My mother died 15 years ago. There were things I should have said to her, but didn’t. I wish I had another chance.
She used to push me in a baby carriage, dragging my older sister along, for two miles from our house to Herman Park in Houston. After traversing the sidewalk along busy Bissonnet Street we’d arrive at our destination, the statute of Sam Houston on his horse.
My sister called it the hoppity hop, which instantly became part of my family’s lexicon.
Not long ago the statue came to mind unexpectedly. It happened while I was lunching outdoors at a Starbucks on Memorial Drive, every bit as hectic as old Bissonnet Street. I read on my iPhone that protestors were calling for the statue’s removal because Sam Houston owned 12 slaves almost 200 years ago.
The article did not mention that, when he was a senator in the 1800s, Houston regularly voted against the expansion of slavery and was also ousted as governor of Texas for refusing to support the Confederacy.
While I was lamenting that my beloved effigy could be in peril on such tenuous grounds, a young mother jogged up the sidewalk pushing a baby carriage. She was dressed in black stretch pants, blue singlet, running shoes, and a visor with a seriously long bill to ward off the summer sun. She meant business. After a quick drink from the water fountain, she breezed away with her little passenger.

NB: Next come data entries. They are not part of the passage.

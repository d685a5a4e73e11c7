//! Backtracking schedule generator.
//!
//! # Algorithm
//!
//! Depth-first search over the per-course section lists, one pointer per
//! course. At depth `k`, each of course `k`'s sections (in pre-sorted
//! order) is appended to the validated prefix and the travel validator is
//! re-run over the whole prefix — the validator is the single source of
//! truth, and revalidation is cheap relative to the width of the search.
//! A valid full-depth prefix is assembled into a schedule; an invalid
//! extension is pruned and the next section is tried. The search stops
//! globally the moment the result list reaches the batch cap.
//!
//! Emission order is deterministic: lexicographic in pointer order over
//! the pre-sorted lists. Raising the cap therefore only ever extends the
//! result frontier, never reshuffles it.
//!
//! Termination: every pointer strictly advances over a finite list, so the
//! recursion is finite; worst case is the product of the per-course
//! section counts, bounded by pruning and the cap.

use crate::models::{Schedule, Section};
use crate::travel::{self, TravelRules};

use super::ranker;

/// One course ready for the search: its id and pre-sorted sections.
#[derive(Debug, Clone)]
pub(crate) struct PlannedCourse {
    pub id: String,
    pub sections: Vec<Section>,
}

/// What the search produced, and whether it saw the whole space.
#[derive(Debug)]
pub(crate) struct SearchOutcome {
    pub schedules: Vec<Schedule>,
    /// False iff the batch cap stopped the search.
    pub complete: bool,
}

/// Enumerates valid schedules, at most `batch_size` of them.
pub(crate) fn search(
    courses: &[PlannedCourse],
    rules: &TravelRules,
    batch_size: usize,
    full_form: bool,
) -> SearchOutcome {
    if courses.is_empty() || batch_size == 0 {
        return SearchOutcome {
            schedules: Vec::new(),
            complete: courses.is_empty(),
        };
    }
    log::debug!(
        "searching {} courses ({} combinations at most), batch cap {batch_size}",
        courses.len(),
        courses
            .iter()
            .map(|c| c.sections.len())
            .product::<usize>()
    );

    let mut schedules = Vec::new();
    let mut prefix: Vec<&Section> = Vec::with_capacity(courses.len());
    let complete = extend(
        courses,
        rules,
        batch_size,
        full_form,
        &mut prefix,
        &mut schedules,
    );
    if !complete {
        log::debug!("batch cap reached after {} schedules", schedules.len());
    }
    SearchOutcome {
        schedules,
        complete,
    }
}

/// Tries every section of the next unassigned course against the prefix.
///
/// Returns false when the batch cap was hit and the search must unwind.
fn extend<'a>(
    courses: &'a [PlannedCourse],
    rules: &TravelRules,
    batch_size: usize,
    full_form: bool,
    prefix: &mut Vec<&'a Section>,
    out: &mut Vec<Schedule>,
) -> bool {
    let depth = prefix.len();
    for section in &courses[depth].sections {
        prefix.push(section);
        if travel::validate_sections(prefix, rules) {
            if prefix.len() == courses.len() {
                let selection: Vec<(&str, &Section)> = courses
                    .iter()
                    .map(|course| course.id.as_str())
                    .zip(prefix.iter().copied())
                    .collect();
                out.push(ranker::assemble(&selection, full_form));
                if out.len() >= batch_size {
                    prefix.pop();
                    return false;
                }
            } else if !extend(courses, rules, batch_size, full_form, prefix, out) {
                prefix.pop();
                return false;
            }
        }
        prefix.pop();
    }
    true
}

My eyes were glued to her as she shrank into the distance. I felt an affinity I could not credit. Then it came to me.
For an instant, the year was 1948. The runner was my mother, young and strong. The woman I’d never met, only seen in pictures, was pushing me along to see Sam Houston.
When she disappeared from view, I thought about all that lay ahead for her, good and bad. I wanted to warn her, to repay her for all the sacrifices she would make raising me. But, I knew it was only a day dream. Or was it?
I often go back to Starbuck’s to see if I can spot the jogging mom. If I do, I will tell her the hoppity hop story. But, then again, she might already know it.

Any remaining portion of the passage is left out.